/// Device class and selection rank of an adapter type.
fn classify(device_type: wgpu::DeviceType) -> (DeviceType, u8) {
    match device_type {
        wgpu::DeviceType::DiscreteGpu => (DeviceType::Gpu, 4),
        wgpu::DeviceType::IntegratedGpu => (DeviceType::Gpu, 3),
        wgpu::DeviceType::VirtualGpu => (DeviceType::Gpu, 2),
        wgpu::DeviceType::Cpu => (DeviceType::Cpu, 1),
        wgpu::DeviceType::Other => (DeviceType::Other, 0),
    }
}

fn device_info(index: usize, info: &wgpu::AdapterInfo) -> DeviceInfo {
    let (device_type, rank) = classify(info.device_type);
    DeviceInfo {
        backend: BackendKind::Wgpu,
        index,
        name: info.name.clone(),
        vendor: format!("{:#06x}", info.vendor),
        device_type,
        rank,
        driver: format!("{:?} {} {}", info.backend, info.driver, info.driver_info).trim().to_string(),
    }
}

fn texture_format(dtype: DataType) -> wgpu::TextureFormat {
    match dtype {
        DataType::I32 => wgpu::TextureFormat::R32Sint,
        DataType::U32 => wgpu::TextureFormat::R32Uint,
        _ => wgpu::TextureFormat::R32Float,
    }
}

fn sample_type(dtype: DataType) -> wgpu::TextureSampleType {
    match dtype {
        DataType::I32 => wgpu::TextureSampleType::Sint,
        DataType::U32 => wgpu::TextureSampleType::Uint,
        _ => wgpu::TextureSampleType::Float { filterable: false },
    }
}

/// Texture extent of an image, slices stacked along y.
fn extent(shape: Shape) -> wgpu::Extent3d {
    wgpu::Extent3d {
        width: shape.width() as u32,
        height: (shape.height() * shape.depth()) as u32,
        depth_or_array_layers: 1,
    }
}

/// Whether the device can hold `dtype` in a storage buffer.
fn buffer_supported(features: wgpu::Features, dtype: DataType) -> bool {
    match dtype {
        DataType::I64 | DataType::U64 => features.contains(wgpu::Features::SHADER_INT64),
        DataType::F64 => features.contains(wgpu::Features::SHADER_F64),
        _ => true,
    }
}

§ PROBLEM TO SOLVE: Transcribe the material exactly, so that no line is lost or altered.

§ WRITTEN ANSWER:
/// Device class and selection rank of an adapter type.
fn classify(device_type: wgpu::DeviceType) -> (DeviceType, u8) {
    match device_type {
        wgpu::DeviceType::DiscreteGpu => (DeviceType::Gpu, 4),
        wgpu::DeviceType::IntegratedGpu => (DeviceType::Gpu, 3),
        wgpu::DeviceType::VirtualGpu => (DeviceType::Gpu, 2),
        wgpu::DeviceType::Cpu => (DeviceType::Cpu, 1),
        wgpu::DeviceType::Other => (DeviceType::Other, 0),
    }
}

fn device_info(index: usize, info: &wgpu::AdapterInfo) -> DeviceInfo {
    let (device_type, rank) = classify(info.device_type);
    DeviceInfo {
        backend: BackendKind::Wgpu,
        index,
        name: info.name.clone(),
        vendor: format!("{:#06x}", info.vendor),
        device_type,
        rank,
        driver: format!("{:?} {} {}", info.backend, info.driver, info.driver_info).trim().to_string(),
    }
}

fn texture_format(dtype: DataType) -> wgpu::TextureFormat {
    match dtype {
        DataType::I32 => wgpu::TextureFormat::R32Sint,
        DataType::U32 => wgpu::TextureFormat::R32Uint,
        _ => wgpu::TextureFormat::R32Float,
    }
}

fn sample_type(dtype: DataType) -> wgpu::TextureSampleType {
    match dtype {
        DataType::I32 => wgpu::TextureSampleType::Sint,
        DataType::U32 => wgpu::TextureSampleType::Uint,
        _ => wgpu::TextureSampleType::Float { filterable: false },
    }
}

/// Texture extent of an image, slices stacked along y.
fn extent(shape: Shape) -> wgpu::Extent3d {
    wgpu::Extent3d {
        width: shape.width() as u32,
        height: (shape.height() * shape.depth()) as u32,
        depth_or_array_layers: 1,
    }
}

/// Whether the device can hold `dtype` in a storage buffer.
fn buffer_supported(features: wgpu::Features, dtype: DataType) -> bool {
    match dtype {
        DataType::I64 | DataType::U64 => features.contains(wgpu::Features::SHADER_INT64),
        DataType::F64 => features.contains(wgpu::Features::SHADER_F64),
        _ => true,
    }
}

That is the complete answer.